The Platonic solids are three-dimensional shapes with special, high, symmetry. They are the next step up in dimension from the two-dimensional regular polygons (squares, equilateral triangles, etc.). The five Platonic solids are the tetrahedron (4 faces), cube (6 faces), octahedron (8 faces), dodecahedron (12 faces), and icosahedron (20 faces). They have been known since the time of the Ancient Greeks and valued for their aesthetic appeal and philosophical, even mystical, import. (See also the Timaeus, a dialogue of Plato.)

The Platonic solids
| Tetrahedron | Cube | Octahedron | Dodecahedron | Icosahedron |

In higher dimensions, the counterparts of the Platonic solids are the regular polytopes. These shapes were first described in the mid-19th century by a Swiss mathematician, Ludwig Schläfli. In four dimensions, there are six of them: the pentachoron (5-cell), tesseract (8-cell), hexadecachoron (16-cell), icositetrachoron (24-cell, here called the octacube), hecatonicosachoron (120-cell), and the hexacosichoron (600-cell).

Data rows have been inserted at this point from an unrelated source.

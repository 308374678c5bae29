//! Pagination types for list endpoints.

use serde::{Deserialize, Serialize};

/// Request parameters for paginated queries.
#[derive(Debug, Clone, Serialize, Deserialize)]
pub struct PageRequest {
    /// Page number (1-indexed).
    #[serde(default = "default_page")]
    pub page: u32,
    /// Number of items per page.
    #[serde(default = "default_per_page")]
    pub per_page: u32,
}

fn default_page() -> u32 {
    1
}

fn default_per_page() -> u32 {
    15
}

impl Default for PageRequest {
    fn default() -> Self {
        Self {
            page: default_page(),
            per_page: default_per_page(),
        }
    }
}

impl PageRequest {
    /// Creates a page request, clamping page and size to at least 1.
    #[must_use]
    pub fn new(page: u32, per_page: u32) -> Self {
        Self {
            page: page.max(1),
            per_page: per_page.max(1),
        }
    }

    /// Calculates the offset for database queries.
    #[must_use]
    pub fn offset(&self) -> u64 {
        u64::from(self.page.saturating_sub(1)) * u64::from(self.per_page)
    }

    /// Returns the limit for database queries.
    #[must_use]
    pub fn limit(&self) -> u64 {
        u64::from(self.per_page)
    }
}

/// Response wrapper for paginated data.
#[derive(Debug, Clone, Serialize, Deserialize)]
pub struct PageResponse<T> {
    /// The items in the current page.
    pub data: Vec<T>,
    /// Pagination metadata.
    pub meta: PageMeta,
}

/// Pagination metadata.
#[derive(Debug, Clone, PartialEq, Eq, Serialize, Deserialize)]
pub struct PageMeta {
    /// Current page number.
    pub page: u32,
    /// Items per page.
    pub per_page: u32,
    /// Total number of items across all pages.
    pub total: u64,
    /// Total number of pages.
    pub total_pages: u32,
}

impl<T> PageResponse<T> {
    /// Creates a new paginated response.
    #[must_use]
    pub fn new(data: Vec<T>, page: u32, per_page: u32, total: u64) -> Self {
        let per_page_wide = u64::from(per_page.max(1));
        let total_pages = if total == 0 {
            1
        } else {
            u32::try_from(total.div_ceil(per_page_wide)).unwrap_or(u32::MAX)
        };

        Self {
            data,
            meta: PageMeta {
                page,
                per_page,
                total,
                total_pages,
            },
        }
    }

    /// Slices one page out of an already filtered, ordered collection.
    #[must_use]
    pub fn from_items(items: Vec<T>, request: &PageRequest) -> Self {
        let total = items.len() as u64;
        let offset = usize::try_from(request.offset()).unwrap_or(usize::MAX);
        let limit = usize::try_from(request.limit()).unwrap_or(usize::MAX);
        let data = items.into_iter().skip(offset).take(limit).collect();
        Self::new(data, request.page, request.per_page, total)
    }
}
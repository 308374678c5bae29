//! Ledger entry domain types.

use chrono::{DateTime, NaiveDate, Utc};
use rust_decimal::Decimal;
use serde::{Deserialize, Serialize};
use tenantbook_shared::types::{Amount, LedgerEntryId, TenantId};

use super::error::LedgerError;

/// Maximum length of free-text columns (description, reference number).
pub const MAX_TEXT_LEN: usize = 255;

/// Side of a ledger posting.
///
/// A debit is money the tenant owes (invoices, costs); a credit is money
/// owed to or received from the tenant (payments, deposit refunds).
#[derive(Debug, Clone, Copy, PartialEq, Eq, Hash, Serialize, Deserialize)]
#[serde(rename_all = "lowercase")]
pub enum Side {
    /// Increases the tenant balance.
    Debit,
    /// Decreases the tenant balance.
    Credit,
}

/// A debit or a credit, never both.
#[derive(Debug, Clone, Copy, PartialEq, Eq, Serialize, Deserialize)]
#[serde(tag = "side", content = "amount", rename_all = "lowercase")]
pub enum Posting {
    /// Debit posting.
    Debit(Amount),
    /// Credit posting.
    Credit(Amount),
}

impl Posting {
    /// Creates a posting on the given side.
    ///
    /// # Errors
    ///
    /// Returns an error if the amount is zero or negative.
    pub fn new(side: Side, amount: Decimal) -> Result<Self, LedgerError> {
        let amount = Amount::new(amount)?;
        Ok(match side {
            Side::Debit => Self::Debit(amount),
            Side::Credit => Self::Credit(amount),
        })
    }

    /// Creates a debit posting.
    pub fn debit(amount: Decimal) -> Result<Self, LedgerError> {
        Self::new(Side::Debit, amount)
    }

    /// Creates a credit posting.
    pub fn credit(amount: Decimal) -> Result<Self, LedgerError> {
        Self::new(Side::Credit, amount)
    }

    /// Rebuilds a posting from separate debit and credit columns.
    ///
    /// # Errors
    ///
    /// Returns [`LedgerError::InvalidPosting`] unless exactly one column is
    /// nonzero.
    pub fn from_columns(debit: Decimal, credit: Decimal) -> Result<Self, LedgerError> {
        match (debit.is_zero(), credit.is_zero()) {
            (false, true) => Self::debit(debit),
            (true, false) => Self::credit(credit),
            _ => Err(LedgerError::InvalidPosting { debit, credit }),
        }
    }

    /// Returns the posting side.
    #[must_use]
    pub const fn side(&self) -> Side {
        match self {
            Self::Debit(_) => Side::Debit,
            Self::Credit(_) => Side::Credit,
        }
    }

    /// Returns the unsigned amount.
    #[must_use]
    pub const fn amount(&self) -> Amount {
        match self {
            Self::Debit(amount) | Self::Credit(amount) => *amount,
        }
    }

    /// Debit column value (zero for credits).
    #[must_use]
    pub fn debit_amount(&self) -> Decimal {
        match self {
            Self::Debit(amount) => amount.value(),
            Self::Credit(_) => Decimal::ZERO,
        }
    }

    /// Credit column value (zero for debits).
    #[must_use]
    pub fn credit_amount(&self) -> Decimal {
        match self {
            Self::Debit(_) => Decimal::ZERO,
            Self::Credit(amount) => amount.value(),
        }
    }

    /// Effect on the running balance: `debit - credit`.
    #[must_use]
    pub fn balance_change(&self) -> Decimal {
        match self {
            Self::Debit(amount) => amount.value(),
            Self::Credit(amount) => -amount.value(),
        }
    }
}

/// What a ledger entry is for. Mirrors the payment types of the back office.
#[derive(Debug, Clone, Copy, PartialEq, Eq, PartialOrd, Ord, Hash, Serialize, Deserialize)]
#[serde(rename_all = "snake_case")]
pub enum EntryCategory {
    /// Rent charged to the tenant.
    Rent,
    /// Rent received from the tenant.
    RentPayment,
    /// Maintenance invoices and repair costs.
    Maintenance,
    /// Security deposit returned to the tenant.
    SecurityDeposit,
    /// Anything entered by hand.
    Other,
}

impl EntryCategory {
    /// Stable storage representation.
    #[must_use]
    pub const fn as_str(self) -> &'static str {
        match self {
            Self::Rent => "rent",
            Self::RentPayment => "rent_payment",
            Self::Maintenance => "maintenance",
            Self::SecurityDeposit => "security_deposit",
            Self::Other => "other",
        }
    }
}

impl std::fmt::Display for EntryCategory {
    fn fmt(&self, f: &mut std::fmt::Formatter<'_>) -> std::fmt::Result {
        f.write_str(self.as_str())
    }
}

impl std::str::FromStr for EntryCategory {
    type Err = LedgerError;

    fn from_str(s: &str) -> Result<Self, Self::Err> {
        match s {
            "rent" => Ok(Self::Rent),
            "rent_payment" => Ok(Self::RentPayment),
            "maintenance" => Ok(Self::Maintenance),
            "security_deposit" => Ok(Self::SecurityDeposit),
            "other" => Ok(Self::Other),
            _ => Err(LedgerError::Validation(format!("Unknown entry category: {s}"))),
        }
    }
}

/// Position of an entry in canonical order: ascending `(transaction_date, id)`.
#[derive(Debug, Clone, Copy, PartialEq, Eq, PartialOrd, Ord, Hash, Serialize, Deserialize)]
pub struct CanonicalKey {
    /// Business date, primary ordering key.
    pub transaction_date: NaiveDate,
    /// Insertion id, tie-breaker.
    pub id: LedgerEntryId,
}

impl CanonicalKey {
    /// Creates a key.
    #[must_use]
    pub const fn new(transaction_date: NaiveDate, id: LedgerEntryId) -> Self {
        Self {
            transaction_date,
            id,
        }
    }

    /// A key ordered after every real entry.
    #[must_use]
    pub const fn end() -> Self {
        Self::new(NaiveDate::MAX, LedgerEntryId(i64::MAX))
    }
}

/// Inclusive date range; open ends are unbounded.
#[derive(Debug, Clone, Copy, Default, PartialEq, Eq, Serialize, Deserialize)]
pub struct DateRange {
    /// First date included.
    pub from: Option<NaiveDate>,
    /// Last date included.
    pub to: Option<NaiveDate>,
}

impl DateRange {
    /// Range between two dates, both inclusive.
    #[must_use]
    pub const fn between(from: NaiveDate, to: NaiveDate) -> Self {
        Self {
            from: Some(from),
            to: Some(to),
        }
    }

    /// Returns true if the date falls inside the range.
    #[must_use]
    pub fn contains(&self, date: NaiveDate) -> bool {
        self.from.is_none_or(|from| date >= from) && self.to.is_none_or(|to| date <= to)
    }
}

/// A persisted ledger entry.
#[derive(Debug, Clone, PartialEq, Eq, Serialize, Deserialize)]
pub struct LedgerEntry {
    /// Surrogate key, assigned at insert.
    pub id: LedgerEntryId,
    /// Owning tenant.
    pub tenant_id: TenantId,
    /// Business date.
    pub transaction_date: NaiveDate,
    /// Debit or credit.
    pub posting: Posting,
    /// Running balance after this entry, in canonical order.
    pub balance: Decimal,
    /// Key of the originating billing document, if any.
    pub reference_no: Option<String>,
    /// Entry category.
    pub category: EntryCategory,
    /// Human-readable description.
    pub description: String,
    /// How the money moved, for payments.
    pub payment_method: Option<String>,
    /// Bank transfer reference, for payments.
    pub transfer_reference_no: Option<String>,
    /// Free-form remarks.
    pub remarks: Option<String>,
    /// Who created the entry.
    pub created_by: String,
    /// Creation timestamp.
    pub created_at: DateTime<Utc>,
    /// Last modification timestamp.
    pub updated_at: DateTime<Utc>,
}

impl LedgerEntry {
    /// Returns the canonical ordering key.
    #[must_use]
    pub const fn key(&self) -> CanonicalKey {
        CanonicalKey::new(self.transaction_date, self.id)
    }

    /// Debit column value.
    #[must_use]
    pub fn debit_amount(&self) -> Decimal {
        self.posting.debit_amount()
    }

    /// Credit column value.
    #[must_use]
    pub fn credit_amount(&self) -> Decimal {
        self.posting.credit_amount()
    }
}

/// Input for inserting a ledger entry. The balance is computed by the engine.
#[derive(Debug, Clone, PartialEq, Eq)]
pub struct NewLedgerEntry {
    /// Business date.
    pub transaction_date: NaiveDate,
    /// Debit or credit.
    pub posting: Posting,
    /// Document reference, unique per tenant when present.
    pub reference_no: Option<String>,
    /// Entry category.
    pub category: EntryCategory,
    /// Description.
    pub description: String,
    /// Payment method.
    pub payment_method: Option<String>,
    /// Transfer reference.
    pub transfer_reference_no: Option<String>,
    /// Remarks.
    pub remarks: Option<String>,
    /// Author.
    pub created_by: String,
}

impl NewLedgerEntry {
    /// Creates an uncategorized entry without a reference.
    #[must_use]
    pub fn new(
        transaction_date: NaiveDate,
        posting: Posting,
        description: impl Into<String>,
        created_by: impl Into<String>,
    ) -> Self {
        Self {
            transaction_date,
            posting,
            reference_no: None,
            category: EntryCategory::Other,
            description: description.into(),
            payment_method: None,
            transfer_reference_no: None,
            remarks: None,
            created_by: created_by.into(),
        }
    }

    /// Sets the document reference.
    #[must_use]
    pub fn with_reference(mut self, reference_no: impl Into<String>) -> Self {
        self.reference_no = Some(reference_no.into());
        self
    }

    /// Sets the category.
    #[must_use]
    pub const fn with_category(mut self, category: EntryCategory) -> Self {
        self.category = category;
        self
    }

    /// Sets the remarks.
    #[must_use]
    pub fn with_remarks(mut self, remarks: Option<String>) -> Self {
        self.remarks = remarks;
        self
    }

    /// Sets payment method and transfer reference.
    #[must_use]
    pub fn with_payment(
        mut self,
        payment_method: Option<String>,
        transfer_reference_no: Option<String>,
    ) -> Self {
        self.payment_method = payment_method;
        self.transfer_reference_no = transfer_reference_no;
        self
    }

    /// Checks the free-text columns.
    ///
    /// # Errors
    ///
    /// Returns a validation error for an empty or over-long description, an
    /// empty reference, or an over-long reference.
    pub fn validate(&self) -> Result<(), LedgerError> {
        validate_description(&self.description)?;
        if let Some(reference_no) = &self.reference_no {
            validate_reference(reference_no)?;
        }
        Ok(())
    }
}

fn validate_description(description: &str) -> Result<(), LedgerError> {
    if description.trim().is_empty() {
        return Err(LedgerError::Validation("Description is required".to_string()));
    }
    if description.chars().count() > MAX_TEXT_LEN {
        return Err(LedgerError::Validation(format!(
            "Description must not exceed {MAX_TEXT_LEN} characters"
        )));
    }
    Ok(())
}

fn validate_reference(reference_no: &str) -> Result<(), LedgerError> {
    if reference_no.trim().is_empty() {
        return Err(LedgerError::Validation(
            "Reference number cannot be blank".to_string(),
        ));
    }
    if reference_no.chars().count() > MAX_TEXT_LEN {
        return Err(LedgerError::Validation(format!(
            "Reference number must not exceed {MAX_TEXT_LEN} characters"
        )));
    }
    Ok(())
}

/// Field changes for an existing entry. `None` leaves a field untouched.
#[derive(Debug, Clone, Default, PartialEq, Eq)]
pub struct EntryChanges {
    /// New posting.
    pub posting: Option<Posting>,
    /// New business date.
    pub transaction_date: Option<NaiveDate>,
    /// New description.
    pub description: Option<String>,
    /// New remarks (`Some(None)` clears them).
    pub remarks: Option<Option<String>>,
    /// New payment method (`Some(None)` clears it).
    pub payment_method: Option<Option<String>>,
    /// New transfer reference (`Some(None)` clears it).
    pub transfer_reference_no: Option<Option<String>>,
}

impl EntryChanges {
    /// Returns true if nothing would change.
    #[must_use]
    pub fn is_empty(&self) -> bool {
        self.posting.is_none()
            && self.transaction_date.is_none()
            && self.description.is_none()
            && self.remarks.is_none()
            && self.payment_method.is_none()
            && self.transfer_reference_no.is_none()
    }

    /// Returns true if applying the changes invalidates running balances.
    #[must_use]
    pub fn affects_balances(&self) -> bool {
        self.posting.is_some() || self.transaction_date.is_some()
    }

    /// Drops every change that matches the entry's current value.
    #[must_use]
    pub fn against(mut self, entry: &LedgerEntry) -> Self {
        if self.posting == Some(entry.posting) {
            self.posting = None;
        }
        if self.transaction_date == Some(entry.transaction_date) {
            self.transaction_date = None;
        }
        if self.description.as_deref() == Some(entry.description.as_str()) {
            self.description = None;
        }
        if self.remarks.as_ref() == Some(&entry.remarks) {
            self.remarks = None;
        }
        if self.payment_method.as_ref() == Some(&entry.payment_method) {
            self.payment_method = None;
        }
        if self.transfer_reference_no.as_ref() == Some(&entry.transfer_reference_no) {
            self.transfer_reference_no = None;
        }
        self
    }

    /// Checks the changed free-text columns.
    ///
    /// # Errors
    ///
    /// Returns a validation error for an invalid description.
    pub fn validate(&self) -> Result<(), LedgerError> {
        if let Some(description) = &self.description {
            validate_description(description)?;
        }
        Ok(())
    }

    /// Applies the changes to an entry in place. The balance is left alone.
    pub fn apply(&self, entry: &mut LedgerEntry, now: DateTime<Utc>) {
        if let Some(posting) = self.posting {
            entry.posting = posting;
        }
        if let Some(date) = self.transaction_date {
            entry.transaction_date = date;
        }
        if let Some(description) = &self.description {
            entry.description.clone_from(description);
        }
        if let Some(remarks) = &self.remarks {
            entry.remarks.clone_from(remarks);
        }
        if let Some(method) = &self.payment_method {
            entry.payment_method.clone_from(method);
        }
        if let Some(transfer) = &self.transfer_reference_no {
            entry.transfer_reference_no.clone_from(transfer);
        }
        entry.updated_at = now;
    }
}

The 24-cell consists of 24 octahedra, joined in 4-dimensional space. The 24-cell's vertex figure (the 3-D shape formed when a 4-D corner is cut off) is a cube. Despite its suggestive name, the octacube is not the 4-D analog of either the octahedron or the cube. In fact, it is the only one of the six 4-D regular polytopes that lacks a corresponding Platonic solid.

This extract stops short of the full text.